▸ Exercise aim
From the entries below, list each line with "type".

[Data entries]
****************************************

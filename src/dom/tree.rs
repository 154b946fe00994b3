use crate::dom::element::{BoundingBox, ElementNode, TEXT_NODE_NAME};
use crate::dom::xpath::XPath;
use crate::dom::{Ancestry, Document};
use crate::error::Result;
use indexmap::IndexMap;

/// Node name of the synthetic document node that owns the document element
pub const DOCUMENT_NODE_NAME: &str = "#document";

/// Tags whose rendered text is separated from surrounding text by line breaks
const BLOCK_TAGS: &[&str] = &[
    "address", "article", "aside", "blockquote", "dd", "div", "dl", "dt", "fieldset",
    "figure", "footer", "form", "h1", "h2", "h3", "h4", "h5", "h6", "header", "hr", "li",
    "main", "nav", "ol", "p", "pre", "section", "table", "tr", "ul",
];

/// Handle to a node inside a [`DomTree`]
///
/// Ids are assigned in document order, so comparing two ids compares their
/// position in the document.
#[derive(Debug, Clone, Copy, PartialEq, Eq, Hash, PartialOrd, Ord)]
pub struct NodeId(usize);

impl NodeId {
    pub fn index(self) -> usize {
        self.0
    }
}

#[derive(Debug, Clone)]
struct Node {
    tag_name: String,
    attributes: IndexMap<String, String>,
    text: Option<String>,
    parent: Option<NodeId>,
    children: Vec<NodeId>,
    client_rects: Vec<BoundingBox>,
    content_document: Option<ElementNode>,
}

/// Arena representation of one frame's document
#[derive(Debug, Clone)]
pub struct DomTree {
    nodes: Vec<Node>,
}

impl DomTree {
    /// Build a tree whose document element is `root`
    pub fn new(root: ElementNode) -> Self {
        let document = Node {
            tag_name: DOCUMENT_NODE_NAME.to_string(),
            attributes: IndexMap::new(),
            text: None,
            parent: None,
            children: Vec::new(),
            client_rects: Vec::new(),
            content_document: None,
        };

        let mut tree = Self { nodes: vec![document] };
        tree.insert(root, NodeId(0));
        tree
    }

    fn insert(&mut self, node: ElementNode, parent: NodeId) -> NodeId {
        let id = NodeId(self.nodes.len());
        let ElementNode {
            tag_name,
            attributes,
            text_content,
            children,
            client_rects,
            content_document,
        } = node;

        self.nodes.push(Node {
            tag_name,
            attributes,
            text: text_content,
            parent: Some(parent),
            children: Vec::with_capacity(children.len()),
            client_rects,
            content_document: content_document.map(|document| *document),
        });
        self.nodes[parent.0].children.push(id);

        for child in children {
            self.insert(child, id);
        }

        id
    }

    /// The synthetic document node
    pub fn document(&self) -> NodeId {
        NodeId(0)
    }

    /// The top-level element (normally `html`)
    pub fn document_element(&self) -> Option<NodeId> {
        self.element_children(self.document()).next()
    }

    pub fn tag_name(&self, node: NodeId) -> &str {
        &self.nodes[node.0].tag_name
    }

    pub fn is_element(&self, node: NodeId) -> bool {
        !self.nodes[node.0].tag_name.starts_with('#')
    }

    pub fn attribute(&self, node: NodeId, name: &str) -> Option<&str> {
        self.nodes[node.0].attributes.get(name).map(String::as_str)
    }

    pub fn attributes(&self, node: NodeId) -> &IndexMap<String, String> {
        &self.nodes[node.0].attributes
    }

    pub fn parent(&self, node: NodeId) -> Option<NodeId> {
        self.nodes[node.0].parent
    }

    pub fn children(&self, node: NodeId) -> &[NodeId] {
        &self.nodes[node.0].children
    }

    pub fn element_children(&self, node: NodeId) -> impl Iterator<Item = NodeId> + '_ {
        self.children(node)
            .iter()
            .copied()
            .filter(|&child| self.is_element(child))
    }

    /// All nodes below `node`, in document order
    pub fn descendants(&self, node: NodeId) -> impl Iterator<Item = NodeId> {
        // Preorder ids make every subtree a contiguous range
        let mut last = node;
        while let Some(&child) = self.children(last).last() {
            last = child;
        }
        (node.0 + 1..=last.0).map(NodeId)
    }

    /// Elements with the given tag name in document order; `*` matches every element
    pub fn elements_by_tag_name(&self, tag: &str) -> Vec<NodeId> {
        (0..self.nodes.len())
            .map(NodeId)
            .filter(|&id| self.is_element(id))
            .filter(|&id| tag == "*" || self.tag_name(id).eq_ignore_ascii_case(tag))
            .collect()
    }

    /// Number of elements with the given tag name
    pub fn tag_count(&self, tag: &str) -> usize {
        self.nodes
            .iter()
            .filter(|node| node.tag_name.eq_ignore_ascii_case(tag))
            .count()
    }

    /// Count element nodes in the tree
    pub fn count_elements(&self) -> usize {
        (0..self.nodes.len())
            .filter(|&i| self.is_element(NodeId(i)))
            .count()
    }

    /// Character data of the direct text children, in order
    pub fn text_children(&self, node: NodeId) -> impl Iterator<Item = &str> + '_ {
        self.children(node)
            .iter()
            .filter_map(|&child| self.nodes[child.0].text.as_deref())
    }

    /// Concatenated direct text of an element, ignoring nested elements
    pub fn direct_text(&self, node: NodeId) -> String {
        self.text_children(node).collect()
    }

    /// Rendered text approximation: whitespace collapsed, `br` and block
    /// elements start new lines, script and style ignored
    pub fn inner_text(&self, node: NodeId) -> String {
        let mut raw = String::new();
        self.collect_text(node, &mut raw);

        raw.lines()
            .map(|line| line.split_whitespace().collect::<Vec<_>>().join(" "))
            .filter(|line| !line.is_empty())
            .collect::<Vec<_>>()
            .join("\n")
    }

    fn collect_text(&self, node: NodeId, out: &mut String) {
        for &child in self.children(node) {
            let current = &self.nodes[child.0];
            match current.tag_name.as_str() {
                TEXT_NODE_NAME => {
                    let text = current.text.as_deref().unwrap_or_default();
                    if text.starts_with(char::is_whitespace) {
                        out.push(' ');
                    }
                    out.push_str(&text.split_whitespace().collect::<Vec<_>>().join(" "));
                    if text.ends_with(char::is_whitespace) {
                        out.push(' ');
                    }
                }
                "script" | "style" | "noscript" => {}
                "br" => out.push('\n'),
                tag if BLOCK_TAGS.contains(&tag) => {
                    out.push('\n');
                    self.collect_text(child, out);
                    out.push('\n');
                }
                _ => self.collect_text(child, out),
            }
        }
    }

    pub fn client_rects(&self, node: NodeId) -> &[BoundingBox] {
        &self.nodes[node.0].client_rects
    }

    /// Snapshot of the document loaded inside an iframe, if it was reachable
    pub fn content_document(&self, node: NodeId) -> Option<&ElementNode> {
        self.nodes[node.0].content_document.as_ref()
    }

    /// Move an iframe's document out of the tree
    pub fn take_content_document(&mut self, node: NodeId) -> Option<ElementNode> {
        self.nodes[node.0].content_document.take()
    }

    /// Nearest strict ancestor element with the given tag
    pub fn closest_ancestor(&self, node: NodeId, tag: &str) -> Option<NodeId> {
        let mut current = self.parent(node);
        while let Some(id) = current {
            if self.is_element(id) && self.tag_name(id).eq_ignore_ascii_case(tag) {
                return Some(id);
            }
            current = self.parent(id);
        }
        None
    }

    /// 1-based position among the parent's children with the same tag
    pub fn sibling_position(&self, node: NodeId) -> usize {
        let tag = self.tag_name(node);
        match self.parent(node) {
            Some(parent) => {
                self.children(parent)
                    .iter()
                    .take_while(|&&sibling| sibling != node)
                    .filter(|&&sibling| self.tag_name(sibling) == tag)
                    .count()
                    + 1
            }
            None => 1,
        }
    }

    /// CSS selector for a node: `#id` when it has one, otherwise a
    /// `tag:nth-of-type(n)` chain from the document element
    pub fn css_selector(&self, node: NodeId) -> String {
        if let Some(id) = self.attribute(node, "id").filter(|id| !id.is_empty()) {
            return format!("#{}", id);
        }

        let tag = self.tag_name(node);
        match self.parent(node).filter(|&parent| self.is_element(parent)) {
            Some(parent) => format!(
                "{} > {}:nth-of-type({})",
                self.css_selector(parent),
                tag,
                self.sibling_position(node)
            ),
            None => tag.to_string(),
        }
    }

    /// Evaluate an XPath expression against this document
    pub fn evaluate(&self, xpath: &str) -> Result<Vec<NodeId>> {
        Ok(XPath::parse(xpath)?.evaluate(self))
    }

    /// First node matched by an expression; invalid expressions match nothing
    pub fn first_match(&self, xpath: &str) -> Option<NodeId> {
        self.evaluate(xpath).ok()?.into_iter().next()
    }
}

impl Ancestry for DomTree {
    type Node = NodeId;

    fn parent_element(&self, node: NodeId) -> Option<NodeId> {
        self.parent(node).filter(|&parent| self.is_element(parent))
    }

    fn tag_name(&self, node: NodeId) -> &str {
        DomTree::tag_name(self, node)
    }

    fn element_id(&self, node: NodeId) -> Option<&str> {
        self.attribute(node, "id")
    }

    fn tag_count(&self, tag: &str) -> usize {
        DomTree::tag_count(self, tag)
    }

    fn sibling_position(&self, node: NodeId) -> usize {
        DomTree::sibling_position(self, node)
    }
}

impl Document for DomTree {
    fn attribute(&self, node: NodeId, name: &str) -> Option<&str> {
        DomTree::attribute(self, node, name)
    }

    fn inner_text(&self, node: NodeId) -> String {
        DomTree::inner_text(self, node)
    }

    fn client_rects(&self, node: NodeId) -> &[BoundingBox] {
        DomTree::client_rects(self, node)
    }

    fn closest_ancestor(&self, node: NodeId, tag: &str) -> Option<NodeId> {
        DomTree::closest_ancestor(self, node, tag)
    }

    fn evaluate(&self, xpath: &str) -> Result<Vec<NodeId>> {
        DomTree::evaluate(self, xpath)
    }
}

****************************************

▸ Answer to this task
    /// `tag:nth-of-type(n)` chain from the document element
                "{} > {}:nth-of-type({})",
    type Node = NodeId;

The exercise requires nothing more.